Data items:
┌────────

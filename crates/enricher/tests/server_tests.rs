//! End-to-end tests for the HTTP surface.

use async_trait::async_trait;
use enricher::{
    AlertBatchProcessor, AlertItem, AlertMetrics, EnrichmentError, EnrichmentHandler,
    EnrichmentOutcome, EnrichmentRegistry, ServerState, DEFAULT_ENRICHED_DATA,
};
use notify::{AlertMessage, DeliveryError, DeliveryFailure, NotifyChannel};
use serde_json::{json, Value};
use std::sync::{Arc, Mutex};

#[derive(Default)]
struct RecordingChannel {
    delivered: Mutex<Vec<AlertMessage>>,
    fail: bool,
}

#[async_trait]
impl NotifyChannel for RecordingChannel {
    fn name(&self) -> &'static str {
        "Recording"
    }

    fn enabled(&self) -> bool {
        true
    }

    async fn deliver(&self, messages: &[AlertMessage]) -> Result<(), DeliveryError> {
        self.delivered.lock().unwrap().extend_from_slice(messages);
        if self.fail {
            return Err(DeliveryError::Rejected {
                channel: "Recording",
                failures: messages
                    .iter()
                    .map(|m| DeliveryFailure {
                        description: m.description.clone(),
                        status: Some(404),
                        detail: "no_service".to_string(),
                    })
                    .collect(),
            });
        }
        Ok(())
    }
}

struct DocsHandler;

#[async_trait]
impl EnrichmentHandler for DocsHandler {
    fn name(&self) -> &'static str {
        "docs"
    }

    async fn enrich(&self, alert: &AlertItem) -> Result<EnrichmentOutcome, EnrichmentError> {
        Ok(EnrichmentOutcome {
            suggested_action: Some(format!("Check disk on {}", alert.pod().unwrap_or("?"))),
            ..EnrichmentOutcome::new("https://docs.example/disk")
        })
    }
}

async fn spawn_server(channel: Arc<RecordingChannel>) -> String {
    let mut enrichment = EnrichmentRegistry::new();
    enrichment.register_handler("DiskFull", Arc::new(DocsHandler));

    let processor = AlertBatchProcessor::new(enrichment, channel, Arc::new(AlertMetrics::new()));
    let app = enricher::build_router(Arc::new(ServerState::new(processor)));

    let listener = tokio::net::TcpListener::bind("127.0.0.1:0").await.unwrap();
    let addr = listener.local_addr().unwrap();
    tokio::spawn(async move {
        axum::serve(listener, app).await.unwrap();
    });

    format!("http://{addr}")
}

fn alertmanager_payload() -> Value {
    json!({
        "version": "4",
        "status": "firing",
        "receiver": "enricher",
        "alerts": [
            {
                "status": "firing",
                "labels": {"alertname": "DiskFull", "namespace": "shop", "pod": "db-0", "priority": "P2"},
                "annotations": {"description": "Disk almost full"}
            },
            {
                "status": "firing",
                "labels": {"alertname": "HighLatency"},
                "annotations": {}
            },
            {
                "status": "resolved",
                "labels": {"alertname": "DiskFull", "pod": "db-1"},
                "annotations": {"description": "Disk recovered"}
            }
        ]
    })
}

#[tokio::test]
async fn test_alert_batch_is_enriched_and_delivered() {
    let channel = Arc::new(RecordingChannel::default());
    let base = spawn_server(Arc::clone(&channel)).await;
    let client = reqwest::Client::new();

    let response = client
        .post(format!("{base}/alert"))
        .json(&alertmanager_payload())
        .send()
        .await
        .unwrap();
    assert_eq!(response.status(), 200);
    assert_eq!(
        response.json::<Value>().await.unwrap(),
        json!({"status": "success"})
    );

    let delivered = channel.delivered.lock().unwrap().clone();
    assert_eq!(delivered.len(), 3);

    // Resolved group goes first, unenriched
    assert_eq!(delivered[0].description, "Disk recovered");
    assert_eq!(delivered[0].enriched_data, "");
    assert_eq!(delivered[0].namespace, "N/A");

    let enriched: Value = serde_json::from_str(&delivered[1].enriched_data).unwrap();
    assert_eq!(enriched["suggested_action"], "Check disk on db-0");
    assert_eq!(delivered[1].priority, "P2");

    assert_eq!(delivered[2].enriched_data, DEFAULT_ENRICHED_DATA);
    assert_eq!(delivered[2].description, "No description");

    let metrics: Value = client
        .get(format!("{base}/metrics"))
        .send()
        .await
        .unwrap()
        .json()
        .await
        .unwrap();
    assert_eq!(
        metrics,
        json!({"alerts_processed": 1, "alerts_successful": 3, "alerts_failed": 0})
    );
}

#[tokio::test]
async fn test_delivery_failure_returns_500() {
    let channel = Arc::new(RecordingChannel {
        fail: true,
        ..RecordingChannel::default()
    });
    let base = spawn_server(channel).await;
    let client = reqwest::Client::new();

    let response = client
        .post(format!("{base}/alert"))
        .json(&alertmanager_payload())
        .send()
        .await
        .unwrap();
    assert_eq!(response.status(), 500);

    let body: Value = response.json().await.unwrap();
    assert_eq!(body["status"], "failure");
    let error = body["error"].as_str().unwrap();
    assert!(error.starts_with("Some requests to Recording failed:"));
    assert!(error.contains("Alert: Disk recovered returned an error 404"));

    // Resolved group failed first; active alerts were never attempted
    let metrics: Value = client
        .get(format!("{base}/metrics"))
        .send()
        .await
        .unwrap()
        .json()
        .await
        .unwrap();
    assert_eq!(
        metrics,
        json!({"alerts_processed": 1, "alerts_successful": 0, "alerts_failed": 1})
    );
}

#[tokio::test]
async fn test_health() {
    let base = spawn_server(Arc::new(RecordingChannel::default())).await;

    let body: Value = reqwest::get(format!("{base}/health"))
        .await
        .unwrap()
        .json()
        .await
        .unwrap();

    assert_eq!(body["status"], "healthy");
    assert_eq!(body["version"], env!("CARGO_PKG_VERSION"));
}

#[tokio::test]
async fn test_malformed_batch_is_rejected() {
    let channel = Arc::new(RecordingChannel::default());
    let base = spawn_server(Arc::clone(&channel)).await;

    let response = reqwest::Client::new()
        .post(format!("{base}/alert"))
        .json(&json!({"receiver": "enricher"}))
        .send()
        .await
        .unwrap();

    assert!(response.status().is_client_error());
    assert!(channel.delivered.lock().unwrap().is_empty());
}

└────────

Goal of the exercise: Show, from the entries above, every line that includes the string "tests".

Exercise response:
filename crates/enricher/tests/server_tests.rs
//! End-to-end tests for the HTTP surface.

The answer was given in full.